▶ _EXERCISE_:
Your job is to copy the lines from the material that include "personName".

*** INPUT FOR THIS TASK Section Begins ***

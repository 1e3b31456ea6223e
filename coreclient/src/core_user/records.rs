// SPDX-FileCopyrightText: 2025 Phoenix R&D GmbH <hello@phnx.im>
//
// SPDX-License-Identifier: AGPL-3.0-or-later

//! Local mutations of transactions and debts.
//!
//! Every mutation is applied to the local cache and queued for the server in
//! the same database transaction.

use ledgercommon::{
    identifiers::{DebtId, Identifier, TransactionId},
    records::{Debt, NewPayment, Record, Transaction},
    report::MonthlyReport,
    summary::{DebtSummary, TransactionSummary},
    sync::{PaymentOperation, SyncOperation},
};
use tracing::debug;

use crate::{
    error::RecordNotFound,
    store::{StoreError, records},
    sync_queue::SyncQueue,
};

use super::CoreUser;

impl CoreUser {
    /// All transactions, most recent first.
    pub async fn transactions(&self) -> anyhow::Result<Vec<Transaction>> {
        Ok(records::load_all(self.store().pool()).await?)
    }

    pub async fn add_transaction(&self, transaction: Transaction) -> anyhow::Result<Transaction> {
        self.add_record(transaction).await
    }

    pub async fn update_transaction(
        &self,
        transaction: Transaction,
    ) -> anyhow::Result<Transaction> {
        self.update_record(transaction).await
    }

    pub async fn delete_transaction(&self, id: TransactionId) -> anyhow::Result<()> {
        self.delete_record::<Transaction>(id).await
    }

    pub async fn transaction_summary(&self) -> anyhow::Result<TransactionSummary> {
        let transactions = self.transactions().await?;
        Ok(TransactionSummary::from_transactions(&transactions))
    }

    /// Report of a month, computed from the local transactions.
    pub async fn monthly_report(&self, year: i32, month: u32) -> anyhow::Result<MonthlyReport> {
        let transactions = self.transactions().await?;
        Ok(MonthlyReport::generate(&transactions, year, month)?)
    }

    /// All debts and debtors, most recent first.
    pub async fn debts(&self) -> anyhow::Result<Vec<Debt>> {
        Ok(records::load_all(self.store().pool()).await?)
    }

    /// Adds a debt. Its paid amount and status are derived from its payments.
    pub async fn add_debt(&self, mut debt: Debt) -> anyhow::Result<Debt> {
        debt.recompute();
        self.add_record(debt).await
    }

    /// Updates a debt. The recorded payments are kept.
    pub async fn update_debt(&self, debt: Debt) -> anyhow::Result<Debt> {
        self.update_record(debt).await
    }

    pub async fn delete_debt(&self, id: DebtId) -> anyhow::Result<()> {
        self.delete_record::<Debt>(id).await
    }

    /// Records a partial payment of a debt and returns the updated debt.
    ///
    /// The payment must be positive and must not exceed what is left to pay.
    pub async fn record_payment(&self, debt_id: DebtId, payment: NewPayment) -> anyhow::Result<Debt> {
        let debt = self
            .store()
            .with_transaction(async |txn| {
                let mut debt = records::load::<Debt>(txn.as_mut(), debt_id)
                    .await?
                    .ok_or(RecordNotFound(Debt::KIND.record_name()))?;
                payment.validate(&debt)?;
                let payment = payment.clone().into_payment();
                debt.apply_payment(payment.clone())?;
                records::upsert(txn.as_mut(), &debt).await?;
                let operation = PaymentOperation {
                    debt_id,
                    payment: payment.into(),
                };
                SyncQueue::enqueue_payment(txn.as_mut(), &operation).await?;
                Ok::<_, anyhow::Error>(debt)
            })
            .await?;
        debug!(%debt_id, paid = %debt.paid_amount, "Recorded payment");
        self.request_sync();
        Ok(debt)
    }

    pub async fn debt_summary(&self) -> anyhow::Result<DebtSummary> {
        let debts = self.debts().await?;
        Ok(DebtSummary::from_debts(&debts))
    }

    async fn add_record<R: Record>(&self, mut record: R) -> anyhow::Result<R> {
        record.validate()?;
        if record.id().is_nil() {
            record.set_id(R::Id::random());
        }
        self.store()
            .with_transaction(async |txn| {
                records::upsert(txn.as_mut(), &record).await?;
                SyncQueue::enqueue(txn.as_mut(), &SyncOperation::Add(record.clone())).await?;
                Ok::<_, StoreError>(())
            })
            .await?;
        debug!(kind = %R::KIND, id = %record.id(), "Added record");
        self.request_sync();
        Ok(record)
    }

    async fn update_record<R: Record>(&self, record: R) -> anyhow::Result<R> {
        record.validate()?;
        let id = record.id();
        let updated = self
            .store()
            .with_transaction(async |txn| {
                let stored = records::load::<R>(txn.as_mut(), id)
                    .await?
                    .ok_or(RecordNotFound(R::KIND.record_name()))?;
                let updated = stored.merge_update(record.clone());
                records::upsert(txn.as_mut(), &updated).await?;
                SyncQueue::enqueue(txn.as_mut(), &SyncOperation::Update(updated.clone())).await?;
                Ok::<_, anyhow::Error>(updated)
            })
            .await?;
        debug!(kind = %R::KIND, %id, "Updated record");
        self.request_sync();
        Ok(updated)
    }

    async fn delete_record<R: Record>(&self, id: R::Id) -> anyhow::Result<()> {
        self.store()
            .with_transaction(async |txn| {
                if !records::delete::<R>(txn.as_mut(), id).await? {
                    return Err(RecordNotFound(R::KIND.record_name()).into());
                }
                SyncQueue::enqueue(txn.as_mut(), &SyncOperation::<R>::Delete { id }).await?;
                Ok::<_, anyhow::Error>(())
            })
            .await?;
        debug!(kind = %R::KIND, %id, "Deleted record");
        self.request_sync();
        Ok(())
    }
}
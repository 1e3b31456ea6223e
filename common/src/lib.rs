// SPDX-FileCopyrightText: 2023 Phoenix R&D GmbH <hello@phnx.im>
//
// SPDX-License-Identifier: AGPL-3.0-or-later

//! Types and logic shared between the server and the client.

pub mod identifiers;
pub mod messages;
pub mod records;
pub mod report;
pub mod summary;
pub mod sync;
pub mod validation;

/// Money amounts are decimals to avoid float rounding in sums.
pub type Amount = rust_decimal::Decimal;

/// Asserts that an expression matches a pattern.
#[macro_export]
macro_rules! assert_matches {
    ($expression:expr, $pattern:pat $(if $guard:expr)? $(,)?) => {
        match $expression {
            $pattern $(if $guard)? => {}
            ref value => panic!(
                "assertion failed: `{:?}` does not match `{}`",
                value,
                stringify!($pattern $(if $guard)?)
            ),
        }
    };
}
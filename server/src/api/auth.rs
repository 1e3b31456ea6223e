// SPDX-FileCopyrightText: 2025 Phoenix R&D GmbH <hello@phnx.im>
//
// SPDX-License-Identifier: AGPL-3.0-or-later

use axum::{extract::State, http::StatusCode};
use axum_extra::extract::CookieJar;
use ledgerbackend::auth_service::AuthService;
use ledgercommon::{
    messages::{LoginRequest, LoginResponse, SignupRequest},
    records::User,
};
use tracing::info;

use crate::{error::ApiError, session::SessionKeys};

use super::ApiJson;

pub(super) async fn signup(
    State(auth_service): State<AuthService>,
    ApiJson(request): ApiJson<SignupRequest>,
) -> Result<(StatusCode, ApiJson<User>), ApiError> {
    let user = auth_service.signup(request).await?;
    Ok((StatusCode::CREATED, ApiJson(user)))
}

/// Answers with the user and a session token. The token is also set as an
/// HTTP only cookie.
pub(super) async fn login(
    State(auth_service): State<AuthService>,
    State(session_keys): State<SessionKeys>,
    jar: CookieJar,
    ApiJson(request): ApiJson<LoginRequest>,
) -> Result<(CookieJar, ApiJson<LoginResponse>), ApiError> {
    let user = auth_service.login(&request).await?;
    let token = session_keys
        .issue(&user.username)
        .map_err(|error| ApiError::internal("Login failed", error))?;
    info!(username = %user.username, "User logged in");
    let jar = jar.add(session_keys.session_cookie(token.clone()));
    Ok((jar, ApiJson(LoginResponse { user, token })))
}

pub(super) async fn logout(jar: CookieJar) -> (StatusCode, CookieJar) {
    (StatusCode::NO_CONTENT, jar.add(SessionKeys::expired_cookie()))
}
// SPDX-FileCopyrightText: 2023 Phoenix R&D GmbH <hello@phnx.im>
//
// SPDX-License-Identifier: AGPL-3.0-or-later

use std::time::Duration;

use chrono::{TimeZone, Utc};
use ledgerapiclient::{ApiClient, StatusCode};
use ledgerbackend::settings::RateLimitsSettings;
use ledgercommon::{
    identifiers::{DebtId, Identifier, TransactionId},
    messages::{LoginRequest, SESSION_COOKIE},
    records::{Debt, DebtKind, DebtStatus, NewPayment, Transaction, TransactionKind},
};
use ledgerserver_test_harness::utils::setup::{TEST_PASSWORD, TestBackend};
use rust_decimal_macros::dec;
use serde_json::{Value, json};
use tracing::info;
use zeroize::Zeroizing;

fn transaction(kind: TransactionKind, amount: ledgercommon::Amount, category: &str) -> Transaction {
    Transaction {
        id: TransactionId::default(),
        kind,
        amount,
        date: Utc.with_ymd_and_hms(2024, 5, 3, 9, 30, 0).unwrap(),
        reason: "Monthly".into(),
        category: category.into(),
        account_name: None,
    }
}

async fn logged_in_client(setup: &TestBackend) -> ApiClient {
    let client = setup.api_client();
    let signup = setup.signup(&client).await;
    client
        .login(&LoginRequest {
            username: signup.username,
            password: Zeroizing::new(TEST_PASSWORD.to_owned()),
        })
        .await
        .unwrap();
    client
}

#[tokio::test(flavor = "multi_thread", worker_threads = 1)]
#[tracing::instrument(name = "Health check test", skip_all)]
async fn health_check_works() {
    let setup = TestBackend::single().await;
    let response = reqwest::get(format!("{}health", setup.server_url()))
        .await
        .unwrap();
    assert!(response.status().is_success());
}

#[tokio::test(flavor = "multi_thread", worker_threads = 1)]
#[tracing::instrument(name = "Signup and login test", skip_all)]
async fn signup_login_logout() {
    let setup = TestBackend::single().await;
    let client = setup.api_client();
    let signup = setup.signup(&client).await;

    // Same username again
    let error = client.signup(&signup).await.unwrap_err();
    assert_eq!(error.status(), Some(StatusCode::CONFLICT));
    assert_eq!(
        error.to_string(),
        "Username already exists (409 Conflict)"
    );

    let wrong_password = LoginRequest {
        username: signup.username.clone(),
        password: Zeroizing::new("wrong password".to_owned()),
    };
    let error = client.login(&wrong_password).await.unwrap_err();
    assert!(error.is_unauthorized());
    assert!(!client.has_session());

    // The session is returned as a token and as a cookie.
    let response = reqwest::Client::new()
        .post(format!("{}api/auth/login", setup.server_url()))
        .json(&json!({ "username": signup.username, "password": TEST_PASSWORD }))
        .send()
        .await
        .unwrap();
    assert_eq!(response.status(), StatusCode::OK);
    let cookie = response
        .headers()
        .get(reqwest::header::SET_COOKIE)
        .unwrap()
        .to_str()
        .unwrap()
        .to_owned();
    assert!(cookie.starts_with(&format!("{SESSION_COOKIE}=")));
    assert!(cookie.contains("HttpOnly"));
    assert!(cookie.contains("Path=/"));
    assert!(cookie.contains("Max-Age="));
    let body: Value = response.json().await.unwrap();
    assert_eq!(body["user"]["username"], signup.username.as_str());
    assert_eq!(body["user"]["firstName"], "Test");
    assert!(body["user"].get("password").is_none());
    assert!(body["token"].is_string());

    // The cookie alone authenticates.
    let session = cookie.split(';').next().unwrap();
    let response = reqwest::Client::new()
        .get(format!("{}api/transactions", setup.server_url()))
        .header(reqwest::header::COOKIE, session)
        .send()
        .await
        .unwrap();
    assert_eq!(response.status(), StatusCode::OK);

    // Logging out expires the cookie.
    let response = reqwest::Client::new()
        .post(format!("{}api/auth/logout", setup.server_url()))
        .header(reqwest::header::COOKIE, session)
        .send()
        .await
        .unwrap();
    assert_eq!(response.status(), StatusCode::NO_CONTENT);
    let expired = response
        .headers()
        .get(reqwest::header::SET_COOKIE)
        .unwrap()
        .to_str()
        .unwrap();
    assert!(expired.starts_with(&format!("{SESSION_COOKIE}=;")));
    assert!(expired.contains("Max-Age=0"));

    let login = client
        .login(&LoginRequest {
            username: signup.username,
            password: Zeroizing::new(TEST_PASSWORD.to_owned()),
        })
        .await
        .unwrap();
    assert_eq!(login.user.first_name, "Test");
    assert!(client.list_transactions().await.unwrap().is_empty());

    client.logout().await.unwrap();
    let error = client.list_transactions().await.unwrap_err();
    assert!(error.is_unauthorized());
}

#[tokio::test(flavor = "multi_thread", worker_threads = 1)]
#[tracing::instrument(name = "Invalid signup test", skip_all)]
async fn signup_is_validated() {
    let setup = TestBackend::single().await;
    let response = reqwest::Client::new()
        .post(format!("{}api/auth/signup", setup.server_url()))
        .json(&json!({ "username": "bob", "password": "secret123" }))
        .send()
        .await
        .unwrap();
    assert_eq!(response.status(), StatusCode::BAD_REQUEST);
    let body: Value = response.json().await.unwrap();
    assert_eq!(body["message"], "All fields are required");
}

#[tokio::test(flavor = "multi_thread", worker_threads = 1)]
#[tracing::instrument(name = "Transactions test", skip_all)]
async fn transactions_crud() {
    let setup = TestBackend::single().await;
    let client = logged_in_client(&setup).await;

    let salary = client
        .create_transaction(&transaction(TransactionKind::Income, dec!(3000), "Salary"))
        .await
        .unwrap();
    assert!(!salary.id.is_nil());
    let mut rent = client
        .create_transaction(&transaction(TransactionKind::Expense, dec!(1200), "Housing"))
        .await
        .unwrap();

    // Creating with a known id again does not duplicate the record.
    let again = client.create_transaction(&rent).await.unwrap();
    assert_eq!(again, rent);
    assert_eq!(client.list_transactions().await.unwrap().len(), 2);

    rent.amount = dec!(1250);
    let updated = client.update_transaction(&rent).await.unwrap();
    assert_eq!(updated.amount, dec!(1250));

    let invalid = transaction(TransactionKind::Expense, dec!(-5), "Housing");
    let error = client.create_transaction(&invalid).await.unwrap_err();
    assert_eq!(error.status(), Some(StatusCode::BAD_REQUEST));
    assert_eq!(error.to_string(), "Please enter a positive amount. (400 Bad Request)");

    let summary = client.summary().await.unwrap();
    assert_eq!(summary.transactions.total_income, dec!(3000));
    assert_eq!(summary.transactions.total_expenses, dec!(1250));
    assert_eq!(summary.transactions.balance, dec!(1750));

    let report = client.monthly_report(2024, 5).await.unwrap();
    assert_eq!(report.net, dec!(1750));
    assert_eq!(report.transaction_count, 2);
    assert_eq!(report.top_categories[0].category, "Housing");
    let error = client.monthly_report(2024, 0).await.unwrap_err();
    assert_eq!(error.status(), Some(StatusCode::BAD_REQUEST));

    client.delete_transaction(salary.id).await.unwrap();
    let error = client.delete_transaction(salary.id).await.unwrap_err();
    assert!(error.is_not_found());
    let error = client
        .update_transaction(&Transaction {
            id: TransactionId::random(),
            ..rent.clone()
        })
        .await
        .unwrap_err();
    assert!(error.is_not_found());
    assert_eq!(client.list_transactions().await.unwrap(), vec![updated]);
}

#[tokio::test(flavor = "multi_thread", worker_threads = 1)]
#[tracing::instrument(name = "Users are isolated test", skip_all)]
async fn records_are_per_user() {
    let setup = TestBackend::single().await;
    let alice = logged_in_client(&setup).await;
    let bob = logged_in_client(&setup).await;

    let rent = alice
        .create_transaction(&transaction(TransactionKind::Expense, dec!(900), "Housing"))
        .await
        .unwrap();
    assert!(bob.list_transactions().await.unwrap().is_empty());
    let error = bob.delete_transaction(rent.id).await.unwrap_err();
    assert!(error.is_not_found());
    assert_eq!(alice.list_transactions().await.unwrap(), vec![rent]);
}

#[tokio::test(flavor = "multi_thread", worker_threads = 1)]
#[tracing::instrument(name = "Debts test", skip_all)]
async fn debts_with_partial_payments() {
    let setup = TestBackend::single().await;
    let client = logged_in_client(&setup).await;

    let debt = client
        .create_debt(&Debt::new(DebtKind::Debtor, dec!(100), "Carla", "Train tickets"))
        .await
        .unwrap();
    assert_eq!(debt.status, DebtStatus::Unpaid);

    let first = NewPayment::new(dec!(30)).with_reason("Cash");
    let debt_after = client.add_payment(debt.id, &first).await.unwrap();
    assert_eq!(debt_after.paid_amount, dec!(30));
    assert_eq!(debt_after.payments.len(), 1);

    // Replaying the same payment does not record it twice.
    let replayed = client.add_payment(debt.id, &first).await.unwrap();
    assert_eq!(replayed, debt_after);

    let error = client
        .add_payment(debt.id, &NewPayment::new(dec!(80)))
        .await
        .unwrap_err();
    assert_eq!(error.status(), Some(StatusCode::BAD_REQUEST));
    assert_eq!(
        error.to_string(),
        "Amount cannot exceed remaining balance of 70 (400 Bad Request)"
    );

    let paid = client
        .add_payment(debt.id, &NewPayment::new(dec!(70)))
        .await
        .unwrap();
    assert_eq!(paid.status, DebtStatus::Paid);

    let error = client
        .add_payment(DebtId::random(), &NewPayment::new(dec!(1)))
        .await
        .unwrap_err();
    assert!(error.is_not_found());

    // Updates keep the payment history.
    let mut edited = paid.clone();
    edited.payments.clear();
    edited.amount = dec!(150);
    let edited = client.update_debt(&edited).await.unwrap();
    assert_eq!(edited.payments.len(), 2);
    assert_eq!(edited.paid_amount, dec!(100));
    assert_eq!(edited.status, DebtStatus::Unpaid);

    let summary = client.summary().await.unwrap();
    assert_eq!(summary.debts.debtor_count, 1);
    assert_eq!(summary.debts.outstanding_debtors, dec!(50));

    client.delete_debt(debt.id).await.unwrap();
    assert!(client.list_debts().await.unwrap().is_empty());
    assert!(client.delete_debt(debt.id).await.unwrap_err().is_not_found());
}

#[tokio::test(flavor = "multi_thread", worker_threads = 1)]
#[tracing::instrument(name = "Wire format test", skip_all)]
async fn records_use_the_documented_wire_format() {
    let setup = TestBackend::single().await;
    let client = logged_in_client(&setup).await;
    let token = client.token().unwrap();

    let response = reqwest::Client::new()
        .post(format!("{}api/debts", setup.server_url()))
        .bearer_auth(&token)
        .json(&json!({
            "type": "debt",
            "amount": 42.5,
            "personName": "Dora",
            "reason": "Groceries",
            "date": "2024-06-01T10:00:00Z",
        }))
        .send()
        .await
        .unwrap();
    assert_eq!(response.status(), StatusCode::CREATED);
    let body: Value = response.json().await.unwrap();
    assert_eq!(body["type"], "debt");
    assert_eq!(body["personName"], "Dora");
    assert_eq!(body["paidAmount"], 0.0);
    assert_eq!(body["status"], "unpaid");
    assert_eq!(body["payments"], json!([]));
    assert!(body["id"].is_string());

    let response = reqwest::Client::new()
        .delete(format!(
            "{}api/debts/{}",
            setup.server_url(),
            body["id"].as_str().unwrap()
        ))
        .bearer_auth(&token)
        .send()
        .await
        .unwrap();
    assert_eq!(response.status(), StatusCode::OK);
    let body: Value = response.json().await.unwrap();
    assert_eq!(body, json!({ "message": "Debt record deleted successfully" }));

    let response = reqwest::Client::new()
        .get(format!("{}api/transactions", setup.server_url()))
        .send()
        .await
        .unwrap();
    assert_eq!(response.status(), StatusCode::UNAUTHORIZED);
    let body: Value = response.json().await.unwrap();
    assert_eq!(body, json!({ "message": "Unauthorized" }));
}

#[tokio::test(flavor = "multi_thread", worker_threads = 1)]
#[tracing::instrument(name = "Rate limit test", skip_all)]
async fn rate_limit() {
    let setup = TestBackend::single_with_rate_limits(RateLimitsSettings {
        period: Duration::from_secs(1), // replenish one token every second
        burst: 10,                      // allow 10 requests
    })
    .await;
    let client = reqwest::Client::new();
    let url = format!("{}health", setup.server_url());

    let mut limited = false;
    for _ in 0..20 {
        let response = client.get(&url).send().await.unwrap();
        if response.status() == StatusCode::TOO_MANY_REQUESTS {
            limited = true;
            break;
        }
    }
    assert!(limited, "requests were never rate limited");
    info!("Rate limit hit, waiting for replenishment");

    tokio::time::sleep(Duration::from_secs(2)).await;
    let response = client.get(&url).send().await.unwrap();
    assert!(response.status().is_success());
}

*** INPUT FOR THIS TASK Section Ends ***

▶ _COMPLETED TASK_:
            "personName": "Dora",
    assert_eq!(body["personName"], "Dora");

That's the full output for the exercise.